Mesmo os gênios precisam se inspirar naqueles que os precederam. Um dos pecados de João, a meu ver, foi ter ocultado a influência do canto do carioca Mario Reis (1907-1981), cujos 30 anos da morte precisam ser lembrados neste ano. Mario lançou o samba moderno em 1928, três anos antes do nascimento de João, e é claro que João se inspirou nele no início da carreira: o canto suave, a palavra doce, a síncope, a divisão do samba, todas criações de Mario. Foi o canto de Mario que afetou o de Léo Vilar, dos Anjos do Inferno, antecessor de João. Mas João jamais deu crédito a Mario Reis. Talvez João quisesse ocultar a fonte direta. O que me leva a pensar que ele não tenha sentido angústia da influência – e, sim, inveja da influência. O próprio Mario ironizou em 1971: “Nada a ver. Eu é que sou seguidor de João Gilberto!” Minhas faixas joão-gilbertianas favoritas são aquelas em que ele lembra Mario Reis. As gravações que detesto são as que João gravou por gravar – e que nada acrescentam à sua glória. Minha eleição, portanto, é viciada e suspeita. Vamos a ela.

 

Os cinco clássicos:

 

“Bim bom” (João Gilberto) - Disco 78 rpm (Odeon, 1958)

Este transbaião está no Lado B do disco que traz “Chega de Saudade”. A letra é um mantra de dois versos: “É só isso o meu baião/ E não tem mais nada não”. Como se o cantor reduzisse ao grau zero o manifesto “Baião”, de Luiz Gonzaga e Humberto Teixeira, lançado pelo grupo 4 Azes e um Coringa, em 1946. É João Gilberto no auge de sua cintilância e tônus rítmico. É também a prova de que a Bossa Nova começou influenciada pelo mambo cubano.

 

“Samba de uma nota só” (Tom Jobim-Newton Mendonça) – LP O amor, o sorriso e a flor (Odeon, 1960)

No seu segundo LP, o cantor-violonista apresenta a primeira e melhor versão do samba metalinguístico de Tom Jobim em parceria com o boêmio e pianista Newton Mendonça. A música serviu como iniciação às aulas de violão e canto de várias gerações de emepebistas. João se mostra perfeito na emissão, no uso variado dos acordes em clusters ao violão e na ironia. Divisão de samba precisa e minimalista.

 

“O grande amor” (Tom Jobim-Vinicius de Moraes) – LP Getz/Gilberto (Verve, 1964)
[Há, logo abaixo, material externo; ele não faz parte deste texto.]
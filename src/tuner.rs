//! Threshold tuner: from raw score text to a percentile decision rule.
//!
//! The pipeline is fixed: parse (or take) values, trim tails, apply the log
//! transform, sort ascending, compute the percentile threshold, then report
//! the acceptance rate the threshold implies. Degenerate input flows through
//! as `None` fields in the report; nothing in the pipeline panics on user
//! data.

use serde::{Deserialize, Serialize};

use crate::config::Config;
use crate::constants::DEFAULT_HISTOGRAM_BINS;
use crate::parse::parse_numbers;
use crate::report::SweepRow;
use crate::statistics::{
    acceptance_rate, apply_transforms, compute_deciles, percentile, Histogram,
};
use crate::types::{Direction, Vector9};

/// Entry point for threshold tuning.
///
/// # Example
///
/// ```ignore
/// use sampling_oracle::{Direction, ThresholdTuner};
///
/// let report = ThresholdTuner::new()
///     .parse_text("56, 61, 63, 65, 70, 82, 90")
///     .percentile(90.0)
///     .direction(Direction::Above)
///     .analyze();
/// println!("threshold: {:?}", report.threshold);
/// ```
#[derive(Debug, Clone, Default)]
pub struct ThresholdTuner {
    config: Config,
    values: Vec<f64>,
}

impl ThresholdTuner {
    /// Create a tuner with default configuration and no data.
    pub fn new() -> Self {
        Self {
            config: Config::default(),
            values: Vec::new(),
        }
    }

    /// Create a tuner from an existing configuration.
    pub fn with_config(config: Config) -> Self {
        Self {
            config,
            values: Vec::new(),
        }
    }

    /// Supply data values directly.
    pub fn values(mut self, values: &[f64]) -> Self {
        self.values = values.to_vec();
        self
    }

    /// Parse data values from free-form text (see
    /// [`parse_numbers`](crate::parse_numbers)).
    pub fn parse_text(mut self, text: &str) -> Self {
        self.values = parse_numbers(text);
        self
    }

    /// Set the threshold percentile (clamped to `[0, 100]`).
    pub fn percentile(mut self, p: f64) -> Self {
        self.config = self.config.percentile(p);
        self
    }

    /// Set the acceptance direction.
    pub fn direction(mut self, direction: Direction) -> Self {
        self.config = self.config.direction(direction);
        self
    }

    /// Set the per-tail trim percentage (clamped to `[0, 20]`).
    pub fn trim_pct(mut self, pct: f64) -> Self {
        self.config = self.config.trim_pct(pct);
        self
    }

    /// Enable or disable the base-10 log transform.
    pub fn log_scale(mut self, enabled: bool) -> Self {
        self.config = self.config.log_scale(enabled);
        self
    }

    /// Get the current configuration.
    pub fn config(&self) -> &Config {
        &self.config
    }

    /// Transformed, ascending-sorted copy of the data.
    fn prepared(&self) -> Vec<f64> {
        let mut out = apply_transforms(&self.values, self.config.log_scale, self.config.trim_pct);
        out.sort_by(|a, b| a.total_cmp(b));
        out
    }

    /// Run the pipeline and assemble a report.
    pub fn analyze(&self) -> ThresholdReport {
        let sorted = self.prepared();
        let threshold = percentile(&sorted, self.config.percentile);
        let rate =
            threshold.and_then(|t| acceptance_rate(&sorted, t, self.config.direction));
        let summary = DataSummary::from_sorted(&sorted);
        let histogram = Histogram::build(&sorted, DEFAULT_HISTOGRAM_BINS);
        ThresholdReport {
            samples: sorted.len(),
            percentile: self.config.percentile,
            direction: self.config.direction,
            threshold,
            acceptance_rate: rate,
            log_scale: self.config.log_scale,
            trim_pct: self.config.trim_pct,
            summary,
            histogram,
        }
    }

    /// Evaluate a grid of percentiles over the same prepared data.
    ///
    /// Entries outside `[0, 100]` are skipped, not clamped: a sweep is an
    /// export of explicitly-requested grid points, unlike the single
    /// interactive percentile which degrades gracefully.
    pub fn sweep(&self, percentiles: &[f64]) -> Vec<SweepRow> {
        let sorted = self.prepared();
        percentiles
            .iter()
            .copied()
            .filter(|p| (0.0..=100.0).contains(p))
            .map(|p| {
                let threshold = percentile(&sorted, p);
                let rate =
                    threshold.and_then(|t| acceptance_rate(&sorted, t, self.config.direction));
                SweepRow {
                    percentile: p,
                    threshold,
                    acceptance_rate: rate,
                    samples: sorted.len(),
                    direction: self.config.direction,
                    log_scale: self.config.log_scale,
                    trim_pct: self.config.trim_pct,
                }
            })
            .collect()
    }

    /// Evaluate the configured sweep grid.
    pub fn sweep_configured(&self) -> Vec<SweepRow> {
        self.sweep(&self.config.sweep)
    }
}

/// Distribution summary of the prepared data.
#[derive(Debug, Clone, PartialEq, Serialize, Deserialize)]
pub struct DataSummary {
    /// Number of values after parsing and transforms.
    pub count: usize,
    /// Smallest value.
    pub min: f64,
    /// Largest value.
    pub max: f64,
    /// Decile profile (10th through 90th percentile).
    pub deciles: Vector9,
}

impl DataSummary {
    /// Summarise an ascending-sorted slice, or `None` for empty input.
    pub fn from_sorted(sorted: &[f64]) -> Option<Self> {
        let deciles = compute_deciles(sorted)?;
        Some(Self {
            count: sorted.len(),
            min: sorted[0],
            max: sorted[sorted.len() - 1],
            deciles,
        })
    }
}

/// Result of a threshold tuning run.
#[derive(Debug, Clone, PartialEq, Serialize, Deserialize)]
pub struct ThresholdReport {
    /// Number of values the thresholds were computed over.
    pub samples: usize,
    /// Percentile the threshold was taken at.
    pub percentile: f64,
    /// Acceptance direction in force.
    pub direction: Direction,
    /// Decision threshold, `None` for empty data.
    pub threshold: Option<f64>,
    /// Acceptance rate at the threshold, `None` for empty data.
    pub acceptance_rate: Option<f64>,
    /// Whether the log transform was applied.
    pub log_scale: bool,
    /// Per-tail trim percentage in force.
    pub trim_pct: f64,
    /// Distribution summary, `None` for empty data.
    pub summary: Option<DataSummary>,
    /// Distribution preview histogram.
    pub histogram: Histogram,
}

impl ThresholdReport {
    /// Convert the report into a single export row.
    pub fn to_row(&self) -> SweepRow {
        SweepRow {
            percentile: self.percentile,
            threshold: self.threshold,
            acceptance_rate: self.acceptance_rate,
            samples: self.samples,
            direction: self.direction,
            log_scale: self.log_scale,
            trim_pct: self.trim_pct,
        }
    }
}
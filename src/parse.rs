//! Free-form numeric input parsing.

/// Parse a delimited list of numbers from free-form text.
///
/// Splits on any run of space, comma, newline, tab, or semicolon, trims the
/// tokens, and keeps every token that parses to a finite number. Tokens that
/// do not parse (or parse to NaN/infinity) are dropped silently rather than
/// reported. Values come back in input order; sorting is the caller's job.
pub fn parse_numbers(input: &str) -> Vec<f64> {
    input
        .split(|c: char| matches!(c, ' ' | ',' | '\n' | '\t' | ';'))
        .map(str::trim)
        .filter(|token| !token.is_empty())
        .filter_map(|token| token.parse::<f64>().ok())
        .filter(|value| value.is_finite())
        .collect()
}
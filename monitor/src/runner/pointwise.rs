use hemon_core::{ckks::CkksCiphertext, tfhe::LweCiphertext};

use crate::{MonitorError, runner::StepPipeline};

/// Predicates bridged to mid level booleans, without an automaton.
pub struct Pointwise {
    pipeline: StepPipeline,
}

impl Pointwise {
    pub fn new(pipeline: StepPipeline) -> Self {
        Self { pipeline }
    }

    /// One boolean per predicate of `sample`.
    pub fn feed(&mut self, sample: &[CkksCiphertext]) -> Result<Vec<LweCiphertext<u32>>, MonitorError> {
        let predicates: Vec<CkksCiphertext> = self.pipeline.predicates(sample)?;
        self.pipeline.booleans(&predicates)
    }
}
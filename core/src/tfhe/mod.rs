//! Boolean scheme over the discretized torus.
//!
//! Phases are `b + <a, s>`: an LWE ciphertext stores `b` first and a TRLWE
//! ciphertext is the pair `(b, a)` with phase `b + a * s`.

mod blind_rotation;
mod circuit_bootstrapping;
mod ggsw;
mod glwe;
mod keyswitch;
mod lwe;
mod parameters;
mod pks;

pub use blind_rotation::*;
pub use circuit_bootstrapping::*;
pub use ggsw::*;
pub use glwe::*;
pub use keyswitch::*;
pub use lwe::*;
pub use parameters::*;
pub use pks::*;
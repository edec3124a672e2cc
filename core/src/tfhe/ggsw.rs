use backend::{FourierPoly, Gadget, Module, Torus, reim_addmul};
use sampling::Source;

use crate::{
    Infos,
    tfhe::{GlweCiphertext, GlweSecret},
};

/// TRGSW encryption of a small integer m over the 32-bit torus.
///
/// Rows `0..l` have phase `m * w_i`, rows `l..2l` have phase `m * w_i * s`,
/// with `w_i` the gadget weights.
#[derive(Clone, Debug, PartialEq, Eq)]
pub struct GgswCiphertext {
    pub(crate) rows: Vec<GlweCiphertext<u32>>,
    pub(crate) gadget: Gadget,
}

/// [GgswCiphertext] with every polynomial in the Fourier domain, ready for
/// external products.
#[derive(Clone, Debug, PartialEq)]
pub struct GgswFourier {
    pub(crate) rows: Vec<[FourierPoly; 2]>,
    pub(crate) gadget: Gadget,
}

impl GgswCiphertext {
    pub fn encrypt_sk(
        m: i64,
        sk: &GlweSecret,
        gadget: Gadget,
        source_xa: &mut Source,
        source_xe: &mut Source,
        sigma: f64,
    ) -> Self {
        let n: usize = sk.n();
        let l: usize = gadget.rows;
        let rows: Vec<GlweCiphertext<u32>> = (0..2 * l)
            .map(|r| {
                let mut row: GlweCiphertext<u32> = GlweCiphertext::alloc(n);
                row.encrypt_zero_sk(sk, source_xa, source_xe, sigma);
                let mw: u32 = gadget.weight::<u32>(r % l).mul_i64(m);
                if r < l {
                    row.b.coeffs[0] = row.b.coeffs[0].add(mw);
                } else {
                    row.a.coeffs[0] = row.a.coeffs[0].add(mw);
                }
                row
            })
            .collect();
        Self { rows, gadget }
    }

    /// Assembles a TRGSW from externally computed rows, as done by circuit
    /// bootstrapping.
    pub fn from_rows(rows: Vec<GlweCiphertext<u32>>, gadget: Gadget) -> Self {
        assert_eq!(rows.len(), 2 * gadget.rows, "{} rows for a gadget of {}", rows.len(), gadget.rows);
        Self { rows, gadget }
    }

    pub fn gadget(&self) -> Gadget {
        self.gadget
    }

    pub fn prepare(&self, module: &Module) -> GgswFourier {
        GgswFourier {
            rows: self
                .rows
                .iter()
                .map(|row| [module.prepare_torus(&row.b), module.prepare_torus(&row.a)])
                .collect(),
            gadget: self.gadget,
        }
    }
}

impl GgswFourier {
    pub fn n(&self) -> usize {
        self.rows[0][0].n()
    }

    /// TRLWE whose phase is approximately m times the phase of `glwe`.
    pub fn external_product(&self, module: &Module, glwe: &GlweCiphertext<u32>) -> GlweCiphertext<u32> {
        let n: usize = glwe.n();
        let l: usize = self.gadget.rows;
        #[cfg(debug_assertions)]
        {
            assert_eq!(module.n(), n);
            assert_eq!(self.n(), n);
        }

        let mut digits_b: Vec<Vec<i64>> = vec![vec![0; n]; l];
        let mut digits_a: Vec<Vec<i64>> = vec![vec![0; n]; l];
        self.gadget.decompose_poly_signed(&glwe.b.coeffs, &mut digits_b);
        self.gadget.decompose_poly_signed(&glwe.a.coeffs, &mut digits_a);

        let mut acc_b: FourierPoly = module.new_fourier();
        let mut acc_a: FourierPoly = module.new_fourier();
        let mut tmp: FourierPoly = module.new_fourier();
        (0..l).for_each(|i| {
            module.fft().forward_i64(&mut tmp, &digits_b[i]);
            reim_addmul(&mut acc_b, &tmp, &self.rows[i][0]);
            reim_addmul(&mut acc_a, &tmp, &self.rows[i][1]);
            module.fft().forward_i64(&mut tmp, &digits_a[i]);
            reim_addmul(&mut acc_b, &tmp, &self.rows[l + i][0]);
            reim_addmul(&mut acc_a, &tmp, &self.rows[l + i][1]);
        });

        let mut res: GlweCiphertext<u32> = GlweCiphertext::alloc(n);
        module.fft().backward_torus(&mut res.b.coeffs, &mut acc_b);
        module.fft().backward_torus(&mut res.a.coeffs, &mut acc_a);
        res
    }

    /// `c0 + self ⊡ (c1 - c0)`: selects c1 when m = 1 and c0 when m = 0.
    pub fn cmux(&self, module: &Module, c1: &GlweCiphertext<u32>, c0: &GlweCiphertext<u32>) -> GlweCiphertext<u32> {
        let mut diff: GlweCiphertext<u32> = c1.clone();
        diff.sub_inplace(c0);
        let mut res: GlweCiphertext<u32> = self.external_product(module, &diff);
        res.add_inplace(c0);
        res
    }
}

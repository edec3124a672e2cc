use hemon_core::{
    CkksError,
    ckks::{CkksCiphertext, CkksEvaluator, CkksPlaintext, NoEmbedEncoder},
};

/// Fraction of the half modulus an amplified value may reach.
pub const AMPLIFY_MARGIN: f64 = 0.9;

/// Integer factor bringing values bounded by `reference` close to, but
/// below, half of the modulus `2^log_q`.
pub fn amplification_factor(log_q: u32, scale: f64, reference: f64) -> f64 {
    let f: f64 = (2.0f64).powi(log_q as i32) * AMPLIFY_MARGIN / (2.0 * reference * scale);
    f.round().max(1.0)
}

/// Multiplies `ct` by [amplification_factor], encoded as a plaintext of
/// scale 1 so that the scale of `ct` is unchanged.
pub fn amplify(
    evaluator: &CkksEvaluator,
    encoder: &NoEmbedEncoder,
    ct: &CkksCiphertext,
    reference: f64,
) -> Result<CkksCiphertext, CkksError> {
    let f: f64 = amplification_factor(ct.log_q_bits(), ct.scale(), reference);
    let pt: CkksPlaintext = encoder.encode(f, ct.level(), 1.0)?;
    evaluator.multiply_plain(ct, &pt)
}
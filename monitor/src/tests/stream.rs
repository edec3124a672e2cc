use byteorder::{LittleEndian, WriteBytesExt};
use hemon_core::{WriterTo, ckks::CkksCiphertext, tfhe::LweCiphertext};

use crate::{
    StreamError,
    stream::{SizedReader, SizedWriter, read_plain_values},
    tests::fixture::{Encryptor, fixture},
};

#[test]
fn records_round_trip() {
    let mut writer: SizedWriter<Vec<u8>> = SizedWriter::new(Vec::new());
    writer.write_record(b"abc").unwrap();
    writer.write_record(b"").unwrap();
    writer.write_record(&[7u8; 300]).unwrap();
    let bytes: Vec<u8> = writer.into_inner();
    assert_eq!(&bytes[..7], &[3, 0, 0, 0, b'a', b'b', b'c']);

    let mut reader: SizedReader<&[u8]> = SizedReader::new(bytes.as_slice());
    assert_eq!(reader.read_record().unwrap(), Some(b"abc".to_vec()));
    assert_eq!(reader.read_record().unwrap(), Some(Vec::new()));
    assert_eq!(reader.read_record().unwrap(), Some(vec![7u8; 300]));
    assert_eq!(reader.read_record().unwrap(), None);
    assert_eq!(reader.read_record().unwrap(), None);
}

#[test]
fn truncated_records() {
    let short_header: [u8; 2] = [5, 0];
    assert!(matches!(
        SizedReader::new(&short_header[..]).read_record(),
        Err(StreamError::Truncated { expected: 4, actual: 2 })
    ));

    let short_body: [u8; 6] = [5, 0, 0, 0, 1, 2];
    assert!(matches!(
        SizedReader::new(&short_body[..]).read_record(),
        Err(StreamError::Truncated { expected: 5, actual: 2 })
    ));
}

#[test]
fn ciphertext_samples() {
    let fx = fixture();
    let mut enc: Encryptor = fx.encryptor(41);
    let cts: Vec<CkksCiphertext> = enc.encrypt_sample(fx, &[1.0, 2.0, 3.0]);
    let mut writer: SizedWriter<Vec<u8>> = SizedWriter::new(Vec::new());
    cts.iter().for_each(|ct| writer.write_ciphertext(ct).unwrap());
    let bytes: Vec<u8> = writer.into_inner();

    let mut reader: SizedReader<&[u8]> = SizedReader::new(bytes.as_slice());
    assert_eq!(reader.read_sample(1).unwrap(), Some(vec![cts[0].clone()]));
    // Two ciphertexts left, a sample of three is cut short.
    assert!(matches!(
        reader.read_sample(3),
        Err(StreamError::Truncated { expected: 3, actual: 2 })
    ));

    let mut reader: SizedReader<&[u8]> = SizedReader::new(bytes.as_slice());
    assert_eq!(reader.read_sample(3).unwrap(), Some(cts));
    assert_eq!(reader.read_sample(3).unwrap(), None);
}

#[test]
fn malformed_payloads() {
    let mut writer: SizedWriter<Vec<u8>> = SizedWriter::new(Vec::new());
    writer.write_record(&[1, 2, 3]).unwrap();
    let bytes: Vec<u8> = writer.into_inner();
    assert!(matches!(
        SizedReader::new(bytes.as_slice()).read_ciphertext(),
        Err(StreamError::Malformed(_))
    ));

    let fx = fixture();
    let ct: CkksCiphertext = fx.encryptor(43).encrypt(fx, 5.0);
    let mut body: Vec<u8> = Vec::new();
    ct.write_to(&mut body).unwrap();
    body.push(0);
    let mut writer: SizedWriter<Vec<u8>> = SizedWriter::new(Vec::new());
    writer.write_record(&body).unwrap();
    writer.write_verdict(&LweCiphertext::trivial(8, 1u32 << 29)).unwrap();
    let bytes: Vec<u8> = writer.into_inner();
    let mut reader: SizedReader<&[u8]> = SizedReader::new(bytes.as_slice());
    assert!(matches!(reader.read_ciphertext(), Err(StreamError::Malformed(msg)) if msg == "1 trailing bytes"));
    // Records stay framed after a bad payload.
    assert!(reader.read_record().unwrap().is_some());
    assert_eq!(reader.read_record().unwrap(), None);
}

#[test]
fn oversized_headers() {
    let mut body: Vec<u8> = Vec::new();
    body.write_u64::<LittleEndian>(1 << 62).unwrap();
    body.write_u64::<LittleEndian>(1 << 40).unwrap();
    body.write_u64::<LittleEndian>(0).unwrap();
    body.write_u32::<LittleEndian>(60).unwrap();
    body.write_f64::<LittleEndian>((2.0f64).powi(40)).unwrap();
    body.write_u64::<LittleEndian>(u64::MAX).unwrap();
    let mut writer: SizedWriter<Vec<u8>> = SizedWriter::new(Vec::new());
    writer.write_record(&body).unwrap();
    let bytes: Vec<u8> = writer.into_inner();
    assert!(matches!(
        SizedReader::new(bytes.as_slice()).read_ciphertext(),
        Err(StreamError::Malformed(_))
    ));

    // A 4 GiB record announced by a 6 byte stream.
    let short: [u8; 6] = [0xff, 0xff, 0xff, 0xff, 1, 2];
    assert!(matches!(
        SizedReader::new(&short[..]).read_record(),
        Err(StreamError::Truncated {
            expected: 0xffff_ffff,
            actual: 2
        })
    ));
}

#[test]
fn plain_values() {
    let text: &str = "100 90.5\n  80\n\n-7e1\n";
    assert_eq!(read_plain_values(text.as_bytes()).unwrap(), vec![100.0, 90.5, 80.0, -70.0]);
    assert!(matches!(
        read_plain_values("1 2 x".as_bytes()),
        Err(StreamError::Malformed(_))
    ));
}
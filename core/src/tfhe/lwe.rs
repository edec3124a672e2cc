use std::io::{Read, Result, Write};

use backend::{AddNormal, FillUniform, Torus};
use byteorder::{LittleEndian, ReadBytesExt, WriteBytesExt};
use itertools::izip;
use sampling::{Distributions, Source};

use crate::{
    Infos, ReaderFrom, SIX_SIGMA, WriterTo,
    serialization::{TorusWord, invalid_data},
};

/// LWE secret with small integer coefficients.
#[derive(Clone, Debug, PartialEq, Eq)]
pub struct LweSecret {
    pub(crate) data: Vec<i64>,
}

impl LweSecret {
    pub fn generate(n: usize, dist: Distributions, source: &mut Source) -> Self {
        let mut data: Vec<i64> = vec![0; n];
        dist.fill_i64(&mut data, source);
        Self { data }
    }

    pub fn from_coeffs(data: Vec<i64>) -> Self {
        Self { data }
    }

    pub fn n(&self) -> usize {
        self.data.len()
    }

    pub fn coeffs(&self) -> &[i64] {
        &self.data
    }
}

/// `data = [b, a_0, ..., a_{n-1}]`, phase `b + sum_j a_j * s_j`.
#[derive(Clone, Debug, Default, PartialEq, Eq)]
pub struct LweCiphertext<T: Torus> {
    pub(crate) data: Vec<T>,
}

impl<T: Torus> Infos for LweCiphertext<T> {
    fn n(&self) -> usize {
        self.data.len() - 1
    }

    fn log_q(&self) -> usize {
        T::BITS as usize
    }
}

impl<T: Torus> LweCiphertext<T> {
    pub fn alloc(n: usize) -> Self {
        Self {
            data: vec![T::ZERO; n + 1],
        }
    }

    /// Noiseless encryption of `m` under any key.
    pub fn trivial(n: usize, m: T) -> Self {
        let mut res: Self = Self::alloc(n);
        res.data[0] = m;
        res
    }

    pub fn from_raw(b: T, a: Vec<T>) -> Self {
        let mut data: Vec<T> = Vec::with_capacity(a.len() + 1);
        data.push(b);
        data.extend(a);
        Self { data }
    }

    pub fn b(&self) -> T {
        self.data[0]
    }

    pub fn a(&self) -> &[T] {
        &self.data[1..]
    }

    pub fn encrypt_sk(&mut self, m: T, sk: &LweSecret, source_xa: &mut Source, source_xe: &mut Source, sigma: f64)
    where
        T: FillUniform,
    {
        #[cfg(debug_assertions)]
        {
            assert_eq!(self.n(), sk.n());
        }
        self.data[1..].fill_uniform(source_xa);
        let mut e: [T; 1] = [T::ZERO];
        e.add_normal(source_xe, sigma, SIX_SIGMA * sigma);
        let dot: T = izip!(self.data[1..].iter(), sk.data.iter()).fold(T::ZERO, |acc, (a, s)| acc.add(a.mul_i64(*s)));
        self.data[0] = m.add(e[0]).sub(dot);
    }

    pub fn phase(&self, sk: &LweSecret) -> T {
        #[cfg(debug_assertions)]
        {
            assert_eq!(self.n(), sk.n());
        }
        izip!(self.data[1..].iter(), sk.data.iter()).fold(self.data[0], |acc, (a, s)| acc.add(a.mul_i64(*s)))
    }

    /// True iff the phase lies in [0, 1/2).
    pub fn decrypt_bool(&self, sk: &LweSecret) -> bool {
        self.phase(sk).to_signed() >= 0
    }

    pub fn add_inplace(&mut self, a: &LweCiphertext<T>) {
        #[cfg(debug_assertions)]
        {
            assert_eq!(self.n(), a.n());
        }
        izip!(self.data.iter_mut(), a.data.iter()).for_each(|(x, y)| *x = x.add(*y));
    }

    pub fn sub_inplace(&mut self, a: &LweCiphertext<T>) {
        #[cfg(debug_assertions)]
        {
            assert_eq!(self.n(), a.n());
        }
        izip!(self.data.iter_mut(), a.data.iter()).for_each(|(x, y)| *x = x.sub(*y));
    }

    pub fn neg_inplace(&mut self) {
        self.data.iter_mut().for_each(|x| *x = x.neg());
    }

    /// Adds a plaintext constant to the phase.
    pub fn add_constant(&mut self, m: T) {
        self.data[0] = self.data[0].add(m);
    }

    /// Multiplies the phase by 2^bits.
    pub fn shl_inplace(&mut self, bits: u32) {
        self.data.iter_mut().for_each(|x| *x = x.shl(bits));
    }
}

impl<T: Torus + TorusWord> WriterTo for LweCiphertext<T> {
    fn write_to<W: Write>(&self, writer: &mut W) -> Result<()> {
        writer.write_u32::<LittleEndian>(T::BITS)?;
        writer.write_u64::<LittleEndian>(self.data.len() as u64)?;
        self.data.iter().try_for_each(|x| x.write_word(writer))
    }
}

/// Largest `n + 1` accepted from a serialized LWE ciphertext.
pub const MAX_LWE_WORDS: u64 = (1 << 17) + 1;

impl<T: Torus + TorusWord> ReaderFrom for LweCiphertext<T> {
    fn read_from<R: Read>(&mut self, reader: &mut R) -> Result<()> {
        let bits: u32 = reader.read_u32::<LittleEndian>()?;
        if bits != T::BITS {
            return Err(invalid_data(format!("torus of {} bits != {}", bits, T::BITS)));
        }
        let len: u64 = reader.read_u64::<LittleEndian>()?;
        if len == 0 || len > MAX_LWE_WORDS {
            return Err(invalid_data(format!("LWE ciphertext of {} words", len)));
        }
        let mut data: Vec<T> = Vec::new();
        for _ in 0..len {
            data.push(T::read_word(reader)?);
        }
        self.data = data;
        Ok(())
    }
}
Muitas vezes, ao longo de sua carreira, o cantor traiu suas influências. É o caso da gravação do samba lento “O grande amor”. Na verdade, trata-se de uma regravação do sucesso lançado por Mario Reis no LP Mário Reis canta suas criações em hi-fi (Odeon, 1960). A façanha de João no registro com Stan Getz ao sax e Tom Jobim ao piano foi compactar ou condensar os achados do arranjo original de Lindolpho Gaya para o LP de Mario Reis. E imitar Mario Reis com enorme talento. Afinal, João é um seguidor inconfesso do Bacharel do Samba.

 

“Guacyra” (Hekel Tavares-Joracy Camargo) – CD João Gilberto Ao Vivo (EPIC, 1994)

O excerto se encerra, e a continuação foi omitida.